Riflessione giuridica circa il diritto alla sessualità entro le mura carcerarie

Autori

  • Palmina Caruso University of Milano
  • Silvia Martino Università Vita-Salute San Raffaele

DOI:

https://doi.org/10.7347/RIC-022024-p116

Abstract

Nonostante siano sempre di più gli Stati, europei e non solo, che garantiscono il diritto alla sessualità entro le mura carcerarie, il tema in Italia resta coperto da un tabù. Di conseguenza, lo scopo della presente analisi è comprendere, innanzitutto, se in tema di tutela della sfera sessuale della persona si possa opportunamente utilizzare il termine “diritto” e, soprattutto, se tale prerogativa valga anche nei confronti della popolazione detenuta.

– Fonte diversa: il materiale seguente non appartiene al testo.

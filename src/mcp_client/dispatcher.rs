//! Request/response correlation and the tool-call pipeline.
//!
//! Every outgoing request gets a fresh numeric id and a [`PendingRequest`]
//! slot. The slot is filled by whichever path delivers the matching
//! response (the stdio reader task or the HTTP reply) and is always removed
//! when the caller stops waiting, whether it got an answer, timed out or was
//! cancelled.
//!
//! Stdio connections carry one request at a time: a per-connection gate is
//! held from the write until the reply arrives. HTTP requests run
//! concurrently, bounded by the transport's semaphore.

use std::collections::HashMap;
use std::sync::atomic::{AtomicBool, AtomicU64, Ordering};
use std::sync::Mutex as StdMutex;
use std::time::{Duration, Instant};

use serde_json::{json, Value};
use tokio::sync::{oneshot, Mutex};

use super::connection::Connection;
use super::errors::McpError;
use super::transport::Transport;
use super::types::{
    error_codes, JsonRpcNotification, JsonRpcRequest, JsonRpcResponse, RequestId, RpcMessage,
    ToolCallResult,
};
use super::validator::validate_with_mode;

type Completion = oneshot::Sender<Result<JsonRpcResponse, McpError>>;

/// An outgoing request awaiting its response.
#[derive(Debug)]
pub struct PendingRequest {
    pub id: u64,
    pub method: String,
    pub submitted_at: Instant,
    completion: Completion,
}

/// Per-connection correlation state.
pub struct Dispatcher {
    server: String,
    next_id: AtomicU64,
    pending: StdMutex<HashMap<u64, PendingRequest>>,
    inbound: StdMutex<Vec<RpcMessage>>,
    stdio_gate: Mutex<()>,
    /// Set by `fail_all`; requests still queued on the gate see it instead of writing.
    failure: StdMutex<Option<McpError>>,
}

impl Dispatcher {
    pub fn new(server: impl Into<String>) -> Self {
        Self {
            server: server.into(),
            next_id: AtomicU64::new(1),
            pending: StdMutex::new(HashMap::new()),
            inbound: StdMutex::new(Vec::new()),
            stdio_gate: Mutex::new(()),
            failure: StdMutex::new(None),
        }
    }

    /// Number of requests currently awaiting a response.
    pub fn in_flight(&self) -> usize {
        self.pending.lock().map(|p| p.len()).unwrap_or(0)
    }

    /// Send a request and wait for its result.
    ///
    /// `timeout` covers the whole exchange, including time spent queued
    /// behind another stdio request.
    pub async fn request(
        &self,
        transport: &Transport,
        method: &str,
        params: Option<Value>,
        timeout: Duration,
    ) -> Result<Value, McpError> {
        let started = Instant::now();
        let sent = AtomicBool::new(false);
        let exchange = self.exchange(transport, method, params, &sent);
        let response = match tokio::time::timeout(timeout, exchange).await {
            Ok(result) => result?,
            Err(_) => {
                let sent = sent.load(Ordering::SeqCst);
                tracing::warn!(
                    server = %self.server,
                    method,
                    timeout_ms = timeout.as_millis() as u64,
                    sent,
                    "request timed out"
                );
                return Err(McpError::Timeout {
                    server: self.server.clone(),
                    method: method.to_string(),
                    timeout_ms: timeout.as_millis() as u64,
                    sent,
                });
            }
        };
        tracing::debug!(
            server = %self.server,
            method,
            elapsed_ms = started.elapsed().as_millis() as u64,
            "request completed"
        );
        extract_result(response)
    }

    async fn exchange(
        &self,
        transport: &Transport,
        method: &str,
        params: Option<Value>,
        sent: &AtomicBool,
    ) -> Result<JsonRpcResponse, McpError> {
        let _gate = match transport {
            Transport::Stdio(_) => Some(self.stdio_gate.lock().await),
            Transport::Http(_) => None,
        };

        let id = self.next_id.fetch_add(1, Ordering::Relaxed);
        let (tx, mut rx) = oneshot::channel();
        if let Ok(mut pending) = self.pending.lock() {
            if let Some(error) = self.failure.lock().ok().and_then(|f| f.clone()) {
                return Err(error);
            }
            pending.insert(
                id,
                PendingRequest {
                    id,
                    method: method.to_string(),
                    submitted_at: Instant::now(),
                    completion: tx,
                },
            );
        }
        let _guard = PendingGuard {
            pending: &self.pending,
            id,
        };

        let message = RpcMessage::from(JsonRpcRequest::new(id, method, params));
        match transport {
            Transport::Stdio(stdio) => {
                // Set before writing: a partial frame is as unrecoverable as a whole one.
                sent.store(true, Ordering::SeqCst);
                stdio.send(&message).await?;
                rx.await.map_err(|_| McpError::TransportError {
                    server: self.server.clone(),
                    reason: format!("connection closed while waiting for '{method}'"),
                })?
            }
            Transport::Http(http) => {
                sent.store(true, Ordering::SeqCst);
                let replies = http.post(&message, Some(&RequestId::Number(id))).await?;
                self.route_all(replies)?;
                rx.try_recv().unwrap_or_else(|_| {
                    Err(McpError::ProtocolError {
                        server: self.server.clone(),
                        reason: format!("HTTP reply carried no response to '{method}' (id {id})"),
                    })
                })
            }
        }
    }

    /// Send a notification. Nothing is correlated.
    pub async fn notify(
        &self,
        transport: &Transport,
        method: &str,
        params: Option<Value>,
    ) -> Result<(), McpError> {
        self.send_message(transport, JsonRpcNotification::new(method, params).into())
            .await
    }

    /// Write a message that expects no reply (notifications, answers to
    /// server requests).
    pub async fn send_message(
        &self,
        transport: &Transport,
        message: RpcMessage,
    ) -> Result<(), McpError> {
        match transport {
            Transport::Stdio(stdio) => stdio.send(&message).await,
            Transport::Http(http) => {
                let replies = http.post(&message, None).await?;
                self.route_all(replies)
            }
        }
    }

    fn route_all(&self, messages: Vec<RpcMessage>) -> Result<(), McpError> {
        for message in messages {
            if let Some(other) = self.route(message)? {
                if let Ok(mut inbound) = self.inbound.lock() {
                    inbound.push(other);
                }
            }
        }
        Ok(())
    }

    /// Deliver responses to their waiters and hand everything else back.
    pub fn route(&self, message: RpcMessage) -> Result<Option<RpcMessage>, McpError> {
        match message {
            RpcMessage::Response(response) => self.complete(response).map(|_| None),
            other => Ok(Some(other)),
        }
    }

    /// Fill the pending slot matching `response.id`.
    pub fn complete(&self, response: JsonRpcResponse) -> Result<(), McpError> {
        let entry = response
            .id
            .as_u64()
            .and_then(|id| self.pending.lock().ok()?.remove(&id));
        let Some(entry) = entry else {
            return Err(McpError::ProtocolError {
                server: self.server.clone(),
                reason: format!("response with unexpected id {}", response.id),
            });
        };
        tracing::trace!(
            server = %self.server,
            id = entry.id,
            method = %entry.method,
            waited_ms = entry.submitted_at.elapsed().as_millis() as u64,
            "response matched"
        );
        // The waiter may already have given up.
        let _ = entry.completion.send(Ok(response));
        Ok(())
    }

    /// Fail every pending request with `error`.
    pub fn fail_all(&self, error: &McpError) {
        if let Ok(mut failure) = self.failure.lock() {
            failure.get_or_insert_with(|| error.clone());
        }
        let drained = match self.pending.lock() {
            Ok(mut pending) => std::mem::take(&mut *pending),
            Err(_) => return,
        };
        if !drained.is_empty() {
            tracing::debug!(server = %self.server, count = drained.len(), "failing pending requests");
        }
        for (_, entry) in drained {
            let _ = entry.completion.send(Err(error.clone()));
        }
    }

    /// Messages from HTTP replies that were not responses to our requests.
    pub fn drain_inbound(&self) -> Vec<RpcMessage> {
        self.inbound
            .lock()
            .map(|mut inbound| std::mem::take(&mut *inbound))
            .unwrap_or_default()
    }
}

/// Removes a pending entry when the waiting future finishes or is dropped.
struct PendingGuard<'a> {
    pending: &'a StdMutex<HashMap<u64, PendingRequest>>,
    id: u64,
}

impl Drop for PendingGuard<'_> {
    fn drop(&mut self) {
        if let Ok(mut pending) = self.pending.lock() {
            pending.remove(&self.id);
        }
    }
}

// ─── Response Helpers ────────────────────────────────────────────────────────

/// Extract the result from a JSON-RPC response, converting errors to `McpError`.
pub fn extract_result(response: JsonRpcResponse) -> Result<Value, McpError> {
    if let Some(err) = response.error {
        return Err(McpError::ServerError {
            code: err.code,
            message: err.message,
            data: err.data,
        });
    }

    response.result.ok_or(McpError::ServerError {
        code: error_codes::INTERNAL_ERROR,
        message: "response missing both result and error".into(),
        data: None,
    })
}

/// Reply to a request initiated by the server.
pub fn answer_server_request(request: &JsonRpcRequest) -> JsonRpcResponse {
    match request.method.as_str() {
        "ping" => JsonRpcResponse::success(request.id.clone(), json!({})),
        other => JsonRpcResponse::failure(
            request.id.clone(),
            error_codes::METHOD_NOT_FOUND,
            format!("Method not found: {other}"),
        ),
    }
}

// ─── Tool Calls ──────────────────────────────────────────────────────────────

/// Validate and execute one tool call.
///
/// Validation failures return before any I/O. `timeout` defaults to the
/// connection's command timeout.
pub async fn call(
    connection: &Connection,
    tool: &str,
    args: Value,
    timeout: Option<Duration>,
) -> Result<ToolCallResult, McpError> {
    let definition = connection.tool(tool).await?;
    validate_with_mode(&definition, &args, connection.settings().validation_mode)?;

    let arguments = if args.is_null() { json!({}) } else { args };
    let started = Instant::now();
    let raw = connection
        .send(
            "tools/call",
            Some(json!({"name": tool, "arguments": arguments})),
            timeout,
        )
        .await?;

    let result: ToolCallResult =
        serde_json::from_value(raw).map_err(|e| McpError::ProtocolError {
            server: connection.name().to_string(),
            reason: format!("invalid tools/call result: {e}"),
        })?;

    let elapsed_ms = started.elapsed().as_millis() as u64;
    if result.is_error {
        let text = result.text();
        let message = if text.is_empty() {
            "tool returned an error".to_string()
        } else {
            text
        };
        tracing::info!(server = %connection.name(), tool, elapsed_ms, "tool reported an error");
        return Err(McpError::ToolExecution {
            tool: tool.to_string(),
            message,
            result,
        });
    }

    tracing::info!(server = %connection.name(), tool, elapsed_ms, "tool call completed");
    Ok(result)
}

// ─── Tests ───────────────────────────────────────────────────────────────────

A tal fine, verrà svolta un’analisi delle pronunce giurisprudenziali più importanti sul tema, a partire dalla sentenza n. 561 del 1987 della Corte costituzionale, la quale per prima ha elevato il diritto alla sessualità a diritto inviolabile, fino a giungere alla sentenza n. 301 del 2012, la quale ha inviato un chiaro monito al Legislatore affinché intervenga sul tema, passando per la sentenza n. 26 del 1999, la quale ha chiarito che la condizione di detenzione non scalfisce i diritti fondamentali di cui il detenuto è (e resta) titolare. Successivamente verrà analizzato lo “stato dell’arte” nell’ordinamento italiano e, in particolare l’istituto del permesso premio, unico strumento che, attualmente, affronta, seppur in modo inadeguato, il tema della sessualità in Italia. Da ultimo, verranno elencate le proposte di legge che dal 1993 al presente hanno tentato (senza successo),di innovare la normativa vigente.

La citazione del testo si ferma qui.